Georgiadis S D, Tarvainen M P, Kaskinoro K, Maksimow A, Kärki T, Jääskeläinen S, Scheinin H, Karjalainen P A
Department of Physics, University of Kuopio, Kuopio, Finland.
Annu Int Conf IEEE Eng Med Biol Soc. 2009;2009:5709-12. doi: 10.1109/IEMBS.2009.5332660.
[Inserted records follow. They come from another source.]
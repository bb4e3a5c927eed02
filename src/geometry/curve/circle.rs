use crate::error::{GeometryError, Result};
use crate::geometry::Transform;
use crate::math::{Point2, Vector2};

/// A full circle in the plane.
#[derive(Debug, Clone, Copy, PartialEq)]
pub struct Circle {
    center: Point2,
    radius: f64,
}

impl Circle {
    /// Creates a new circle.
    ///
    /// A zero radius is accepted and behaves as a point on other curves.
    ///
    /// # Errors
    ///
    /// Returns an error if the center or radius is not finite, or the radius
    /// is negative.
    pub fn new(center: Point2, radius: f64) -> Result<Self> {
        if !(center.x.is_finite() && center.y.is_finite()) {
            return Err(GeometryError::NonFinite {
                what: "circle center",
            }
            .into());
        }
        if !radius.is_finite() {
            return Err(GeometryError::NonFinite {
                what: "circle radius",
            }
            .into());
        }
        if radius < 0.0 {
            return Err(GeometryError::NegativeRadius(radius).into());
        }
        Ok(Self { center, radius })
    }

    /// Returns the center of the circle.
    #[must_use]
    pub fn center(&self) -> &Point2 {
        &self.center
    }

    /// Returns the radius of the circle.
    #[must_use]
    pub fn radius(&self) -> f64 {
        self.radius
    }

    /// Returns the circle as it appears after `transform`.
    ///
    /// The stored radius is measured along the transformed `(0, r)` vector,
    /// so scaling grows the radius while translation leaves it alone.
    #[must_use]
    pub fn transformed(&self, transform: &Transform) -> Self {
        let radius = transform.apply_vector(&Vector2::new(0.0, self.radius)).norm();
        Self {
            center: transform.apply_point(&self.center),
            radius,
        }
    }
}
mod element;
mod point;
mod scene;

pub use element::{ElementData, ElementId};
pub use point::{PointData, PointId};
pub use scene::{ElementRecord, PatternLineRecord, PointRecord, SceneSnapshot, ShapeRecord};

use std::collections::HashMap;

use slotmap::SlotMap;

use crate::error::{ConstructionError, GeometryError, Result};
use crate::geometry::{Circle, ConstructionElement, Line, Transform};
use crate::math::tolerance::PrecisionKey;
use crate::math::{Point2, DEFAULT_PRECISION};
use crate::pattern::{compound_path, PatternLine};

/// Parameters of a construction session.
#[derive(Debug, Clone, Copy, PartialEq, Eq)]
pub struct GraphConfig {
    /// Decimal digits two intersections must share to be the same point.
    pub precision: u32,
}

impl Default for GraphConfig {
    fn default() -> Self {
        Self {
            precision: DEFAULT_PRECISION,
        }
    }
}

/// Where a line starts or ends: raw coordinates or a registered point.
#[derive(Debug, Clone, Copy, PartialEq)]
pub enum Anchor {
    At(Point2),
    Point(PointId),
}

impl From<Point2> for Anchor {
    fn from(p: Point2) -> Self {
        Self::At(p)
    }
}

impl From<PointId> for Anchor {
    fn from(id: PointId) -> Self {
        Self::Point(id)
    }
}

/// Owns every construction element and intersection point of a session.
///
/// Elements are added one at a time. Each addition intersects the new
/// element with all earlier ones, merges the results into the point set and
/// links points and elements both ways. Nothing is ever removed, so ids and
/// handles stay valid for the lifetime of the graph.
#[derive(Debug, Default)]
pub struct ConstructionGraph {
    config: GraphConfig,
    elements: SlotMap<ElementId, ElementData>,
    points: SlotMap<PointId, PointData>,
    element_order: Vec<ElementId>,
    point_order: Vec<PointId>,
    point_index: HashMap<PrecisionKey, PointId>,
    pattern_lines: Vec<PatternLine>,
    next_element_id: u32,
    next_point_id: u32,
}

impl ConstructionGraph {
    /// Creates an empty graph with the default configuration.
    #[must_use]
    pub fn new() -> Self {
        Self::default()
    }

    /// Creates an empty graph with `config`.
    #[must_use]
    pub fn with_config(config: GraphConfig) -> Self {
        Self {
            config,
            ..Self::default()
        }
    }

    #[must_use]
    pub fn config(&self) -> &GraphConfig {
        &self.config
    }

    // --- Adding elements ---

    /// Adds the construction line from `a` to `b`.
    ///
    /// # Errors
    ///
    /// Returns an error if a coordinate is not finite.
    pub fn add_line(&mut self, a: Point2, b: Point2) -> Result<ElementId> {
        let line = Line::new(a, b)?;
        self.add_element(line.into(), Transform::identity())
    }

    /// Adds the construction line between two registered points.
    ///
    /// # Errors
    ///
    /// Returns an error if either point is not in this graph.
    pub fn add_line_through(&mut self, a: PointId, b: PointId) -> Result<ElementId> {
        let a = *self.point(a)?.position();
        let b = *self.point(b)?.position();
        self.add_line(a, b)
    }

    /// Adds the construction circle around `center`.
    ///
    /// # Errors
    ///
    /// Returns an error if the radius is negative or a value is not finite.
    pub fn add_circle(&mut self, center: Point2, radius: f64) -> Result<ElementId> {
        let circle = Circle::new(center, radius)?;
        self.add_element(circle.into(), Transform::identity())
    }

    /// Adds `base` as it appears after `transform`.
    ///
    /// Every intersection with an earlier element is registered before this
    /// returns. All geometry is computed up front, so an error leaves the
    /// graph untouched.
    ///
    /// # Errors
    ///
    /// Returns an error if the transformed element has non-finite parameters.
    pub fn add_element(
        &mut self,
        base: ConstructionElement,
        transform: Transform,
    ) -> Result<ElementId> {
        let actual = base.transformed(&transform);
        if !actual.is_finite() {
            return Err(GeometryError::NonFinite {
                what: "transformed element",
            }
            .into());
        }

        let precision = self.config.precision;
        let crossings: Vec<(ElementId, Vec<Point2>)> = self
            .element_order
            .iter()
            .filter_map(|&other| {
                let pivots = actual.pivots(self.elements.get(other)?.actual(), precision);
                (!pivots.is_empty()).then_some((other, pivots))
            })
            .collect();

        let id = self.next_element_id;
        self.next_element_id += 1;
        let element = self
            .elements
            .insert(ElementData::new(id, base, transform, actual));

        let (mut created, mut reused) = (0_usize, 0_usize);
        for (other, pivots) in crossings {
            for pivot in pivots {
                let key = PrecisionKey::new(&pivot, precision);
                // a reused point only gains the new element
                if let Some(&existing) = self.point_index.get(&key) {
                    reused += 1;
                    self.link(element, existing);
                } else {
                    created += 1;
                    let point = self.register_point(pivot, key);
                    self.link(element, point);
                    self.link(other, point);
                }
            }
        }
        self.element_order.push(element);

        tracing::debug!(
            kind = actual.kind(),
            id,
            created,
            reused,
            "added construction element"
        );
        Ok(element)
    }

    fn register_point(&mut self, position: Point2, key: PrecisionKey) -> PointId {
        let id = self.next_point_id;
        self.next_point_id += 1;
        let point = self.points.insert(PointData::new(id, position));
        self.point_order.push(point);
        self.point_index.insert(key, point);
        tracing::trace!(id, x = position.x, y = position.y, "registered intersection point");
        point
    }

    /// Links `point` and `element` both ways, skipping sides already linked.
    fn link(&mut self, element: ElementId, point: PointId) {
        if let Some(data) = self.elements.get_mut(element) {
            data.insert_point(point, &self.points);
        }
        if let Some(data) = self.points.get_mut(point) {
            data.touch(element);
        }
    }

    /// Resolves an anchor to coordinates.
    ///
    /// # Errors
    ///
    /// Returns an error if the anchor names a point not in this graph.
    pub fn resolve(&self, anchor: Anchor) -> Result<Point2> {
        match anchor {
            Anchor::At(p) => Ok(p),
            Anchor::Point(id) => Ok(*self.point(id)?.position()),
        }
    }

    // --- Pattern lines ---

    /// Adds a pattern line from `a` to `b` and returns its index.
    ///
    /// # Errors
    ///
    /// Returns an error if a coordinate is not finite.
    pub fn add_pattern_line(&mut self, a: Point2, b: Point2) -> Result<usize> {
        self.pattern_lines.push(PatternLine::new(Line::new(a, b)?));
        Ok(self.pattern_lines.len() - 1)
    }

    /// Adds a pattern line between two registered points and returns its index.
    ///
    /// # Errors
    ///
    /// Returns an error if either point is not in this graph.
    pub fn add_pattern_line_through(&mut self, a: PointId, b: PointId) -> Result<usize> {
        let a = *self.point(a)?.position();
        let b = *self.point(b)?.position();
        self.add_pattern_line(a, b)
    }

    /// Pattern lines in insertion order.
    #[must_use]
    pub fn pattern_lines(&self) -> &[PatternLine] {
        &self.pattern_lines
    }

    /// All pattern lines joined into one compound path.
    #[must_use]
    pub fn full_pattern_path(&self) -> String {
        compound_path(&self.pattern_lines)
    }

    // --- Queries ---

    /// Returns the element data.
    ///
    /// # Errors
    ///
    /// Returns an error if the element is not in this graph.
    pub fn element(&self, id: ElementId) -> Result<&ElementData> {
        self.elements
            .get(id)
            .ok_or_else(|| ConstructionError::EntityNotFound("element").into())
    }

    /// Returns the point data.
    ///
    /// # Errors
    ///
    /// Returns an error if the point is not in this graph.
    pub fn point(&self, id: PointId) -> Result<&PointData> {
        self.points
            .get(id)
            .ok_or_else(|| ConstructionError::EntityNotFound("point").into())
    }

    /// Returns the actual segment of a line element.
    ///
    /// # Errors
    ///
    /// Returns an error if the element is missing or is a circle.
    pub fn line(&self, id: ElementId) -> Result<&Line> {
        match self.element(id)?.actual() {
            ConstructionElement::Line(line) => Ok(line),
            other => Err(ConstructionError::TypeMismatch {
                expected: "line",
                found: other.kind(),
            }
            .into()),
        }
    }

    /// Returns the actual circle of a circle element.
    ///
    /// # Errors
    ///
    /// Returns an error if the element is missing or is a line.
    pub fn circle(&self, id: ElementId) -> Result<&Circle> {
        match self.element(id)?.actual() {
            ConstructionElement::Circle(circle) => Ok(circle),
            other => Err(ConstructionError::TypeMismatch {
                expected: "circle",
                found: other.kind(),
            }
            .into()),
        }
    }

    /// The `index`-th intersection point of `element` in canonical order.
    ///
    /// The answer only holds until another element adds a point to
    /// `element`.
    ///
    /// # Errors
    ///
    /// Returns [`ConstructionError::OutOfRange`] if the element has no more
    /// than `index` points.
    pub fn intersection_point_at(&self, element: ElementId, index: usize) -> Result<PointId> {
        let points = self.element(element)?.points();
        points.get(index).copied().ok_or_else(|| {
            ConstructionError::OutOfRange {
                index,
                len: points.len(),
            }
            .into()
        })
    }

    /// Finds the registered point that `position` rounds to.
    #[must_use]
    pub fn find_point(&self, position: &Point2) -> Option<PointId> {
        self.point_index
            .get(&PrecisionKey::new(position, self.config.precision))
            .copied()
    }

    /// Element handles in insertion order.
    #[must_use]
    pub fn element_ids(&self) -> &[ElementId] {
        &self.element_order
    }

    /// Point handles in creation order.
    #[must_use]
    pub fn point_ids(&self) -> &[PointId] {
        &self.point_order
    }

    /// Elements in insertion order.
    pub fn elements(&self) -> impl Iterator<Item = (ElementId, &ElementData)> + '_ {
        self.element_order
            .iter()
            .filter_map(|&id| self.elements.get(id).map(|data| (id, data)))
    }

    /// Points in creation order.
    pub fn points(&self) -> impl Iterator<Item = (PointId, &PointData)> + '_ {
        self.point_order
            .iter()
            .filter_map(|&id| self.points.get(id).map(|data| (id, data)))
    }

    #[must_use]
    pub fn element_count(&self) -> usize {
        self.element_order.len()
    }

    #[must_use]
    pub fn point_count(&self) -> usize {
        self.point_order.len()
    }
}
A time-varying parametric spectrum estimation method for analyzing EEG dynamics is presented. EEG signals are first modeled as a time-varying auto-regressive stochastic process and the model parameters are estimated recursively with a Kalman smoother algorithm. Time-varying spectrum estimates are then obtained from the estimated parameters. The proposed method was applied to measurements collected during low dose propofol anesthesia. The method was able to detect changes of event related (de)synchronization type elicited by verbal command.
提出了一种用于分析脑电图(EEG)动态变化的时变参数谱估计方法。EEG信号首先被建模为时变自回归随机过程,然后使用卡尔曼平滑算法递归估计模型参数。接着从估计的参数中获得时变谱估计。所提出的方法应用于低剂量丙泊酚麻醉期间收集的测量数据。该方法能够检测由言语指令引发的事件相关(去)同步类型的变化。